Но Братство мертво, оно навсегда исчезло! Теперь Животные Сангрии свободны! Они все сейчас стали Братьями-по-Боли.
Целый стадион взорвался оргией бессмысленной жестокости. Мужчины кидались на женщин, женщины на мужчин, дети на родителей, отцы на отпрысков. Садиане обрушивались друг на друга с ножами и дубинками, копьями и секачами, пуская в ход зубы, когти и даже оторванные конечности. Стадион затрясся, когда вся Арена и дальние секторы амфитеатра стали одной сплошной массой раздирающих друг друга, молотящих, топчущих кровожадных зверей. Мужчины и женщины смыкали объятья — объятья смерти. Ногти вонзались в лица, руки вырывали волосы с кровавыми ошметками кожи. Дети падали под топчущие их ноги, с ножами и копьями, вонзенными в спины, впивались зубами в босые ступни и бедра, повисали на них, сжимая челюсти, как черепахи в предсмертной агонии. Десятки рук вырывали из тел конечности, запускали их над толпой, тогда как все еще живые тела затаптывались и, разбрызгивая кровь, исчезали в лесу лягающих их ног, щелкая зубами и кусаясь даже в самый момент смерти.

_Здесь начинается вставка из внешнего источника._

#![allow(dead_code)]

use bevy_ecs::{entity::Entity, event::Events, world::World};
use glam::Vec3;
use rand::rngs::SmallRng;
use rand::SeedableRng;

use paloma::{
    asset::AssetTracker,
    bounds::{TerrainExtents, WorldBounds},
    constants::collider::PICKUP_RADIUS,
    error::GameError,
    events::{GameEvent, PickupEvent, TheftEvent},
    game::{Collaborators, Game, SimStatus},
    input::InputSnapshot,
    render::SceneKind,
    systems::{
        respawn_observer, Attitude, AudioEvent, AudioState, CameraState, Collectible, CollectibleKind, Collider,
        DeltaTime, Flamingo, FlightSpeed, FloatAnim, GameRng, GameStage, GlobalState, Hunger, ItemCollider,
        PlayerCollider, PlayerControlled, Position, RingAnim, ScoreResource, SimClock, SpeedBoost, VerticalVelocity,
        Visual, Yaw,
    },
};

/// One 60 Hz frame.
pub const DT: f32 = 1.0 / 60.0;

pub fn test_bounds() -> WorldBounds {
    WorldBounds::from_terrain(TerrainExtents::centered(300.0)).expect("finite test terrain")
}

/// Creates a basic test world with required resources for ECS systems
pub fn create_test_world() -> World {
    let mut world = World::new();

    world.insert_resource(Events::<GameEvent>::default());
    world.insert_resource(Events::<GameError>::default());
    world.insert_resource(Events::<AudioEvent>::default());
    world.insert_resource(Events::<PickupEvent>::default());
    world.insert_resource(Events::<TheftEvent>::default());

    world.add_observer(respawn_observer);

    world.insert_resource(test_bounds());
    world.insert_resource(GlobalState { exit: false });
    world.insert_resource(GameStage::default());
    world.insert_resource(ScoreResource(0));
    world.insert_resource(Hunger::default());
    world.insert_resource(SpeedBoost::default());
    world.insert_resource(SimClock::default());
    world.insert_resource(InputSnapshot::default());
    world.insert_resource(CameraState::default());
    world.insert_resource(AudioState::default());
    world.insert_resource(AssetTracker::default());
    world.insert_resource(DeltaTime { seconds: DT }); // 60 FPS
    world.insert_resource(GameRng(SmallRng::seed_from_u64(7)));

    world
}

/// Spawns a controllable test player entity
pub fn spawn_test_player(world: &mut World, position: Vec3) -> Entity {
    world
        .spawn((
            PlayerControlled,
            Position(position),
            Yaw(0.0),
            Attitude::default(),
            FlightSpeed { current: 24.0 },
            VerticalVelocity::default(),
            PlayerCollider,
            Visual(SceneKind::Pigeon),
        ))
        .id()
}

/// Spawns a test collectible of the given kind at the position
pub fn spawn_test_collectible(world: &mut World, kind: CollectibleKind, position: Vec3) -> Entity {
    let collectible = match kind {
        CollectibleKind::Donut => Collectible::Donut(FloatAnim {
            phase: 0.0,
            spin_speed: 1.0,
            base_height: position.y,
        }),
        CollectibleKind::GoldenDonut => Collectible::Golden(FloatAnim {
            phase: 0.0,
            spin_speed: 1.0,
            base_height: position.y,
        }),
        CollectibleKind::SpeedRing => Collectible::Ring(RingAnim {
            phase: 0.0,
            base_height: position.y,
            facing: 0.0,
        }),
    };

    world
        .spawn((
            collectible,
            Position(position),
            Yaw(0.0),
            Collider { radius: PICKUP_RADIUS },
            ItemCollider,
            Visual(collectible.scene_kind()),
        ))
        .id()
}

/// Spawns a test flamingo with no current target
pub fn spawn_test_flamingo(world: &mut World, position: Vec3, speed: f32) -> Entity {
    world
        .spawn((
            Flamingo { speed, target: None },
            Position(position),
            Yaw(0.0),
            Visual(SceneKind::Flamingo),
        ))
        .id()
}

/// Queues a pickup event as the collision system would
pub fn send_pickup_event(world: &mut World, collectible: Entity) {
    world.resource_mut::<Events<PickupEvent>>().send(PickupEvent { collectible });
}

/// Queues a theft event as the flamingo AI would
pub fn send_theft_event(world: &mut World, flamingo: Entity, donut: Entity) {
    world.resource_mut::<Events<TheftEvent>>().send(TheftEvent { flamingo, donut });
}

pub fn count_collectibles(world: &mut World, kind: CollectibleKind) -> usize {
    world
        .query::<&Collectible>()
        .iter(world)
        .filter(|collectible| collectible.kind() == kind)
        .count()
}

pub fn drained_audio_events(world: &mut World) -> Vec<AudioEvent> {
    world.resource_mut::<Events<AudioEvent>>().drain().collect()
}

/// Builds a deterministic full game against null collaborators.
pub fn create_test_game(seed: u64) -> Game {
    Game::new_seeded(Collaborators::headless(), TerrainExtents::centered(300.0), seed).expect("game init")
}

/// Ticks the game at 60 Hz for the given duration, returning the first
/// terminal status or the last status seen.
pub fn tick_for(game: &mut Game, seconds: f32) -> SimStatus {
    let frames = (seconds / DT).ceil() as usize;
    let mut status = SimStatus::Running;
    for _ in 0..frames {
        status = game.tick(DT);
        if status.is_terminal() {
            break;
        }
    }
    status
}

pub fn game_collectible_count(game: &mut Game, kind: CollectibleKind) -> usize {
    count_collectibles(&mut game.world, kind)
}

/// Empties the collectible pool so no pickup can fire.
pub fn despawn_all_items(game: &mut Game) {
    let items: Vec<Entity> = game
        .world
        .query_filtered::<Entity, bevy_ecs::query::With<ItemCollider>>()
        .iter(&game.world)
        .collect();
    for item in items {
        game.world.despawn(item);
    }
}

pub fn player_position(game: &mut Game) -> Vec3 {
    let mut query = game.world.query_filtered::<&Position, bevy_ecs::query::With<PlayerControlled>>();
    query.single(&game.world).expect("one player").0
}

Дальняя стена стадиона вспыхнула языками пламени, отбрасывая зловещий мерцающий оранжевый свет на безумие внизу. Подобно перевернутым остаточным изображениям, врезающимся в сетчатку слепого глаза, эмоции, побуждения, желания вывернулись наизнанку, превратились в свои противоположности. Любовь была ненавистью, удовольствие — болью, убийство — милосердием, жизнь — смертью, когда три столетия преследований и лишений прорвались нескончаемой лавиной, словно огромный воспаленный нарыв, наконец вскрытый.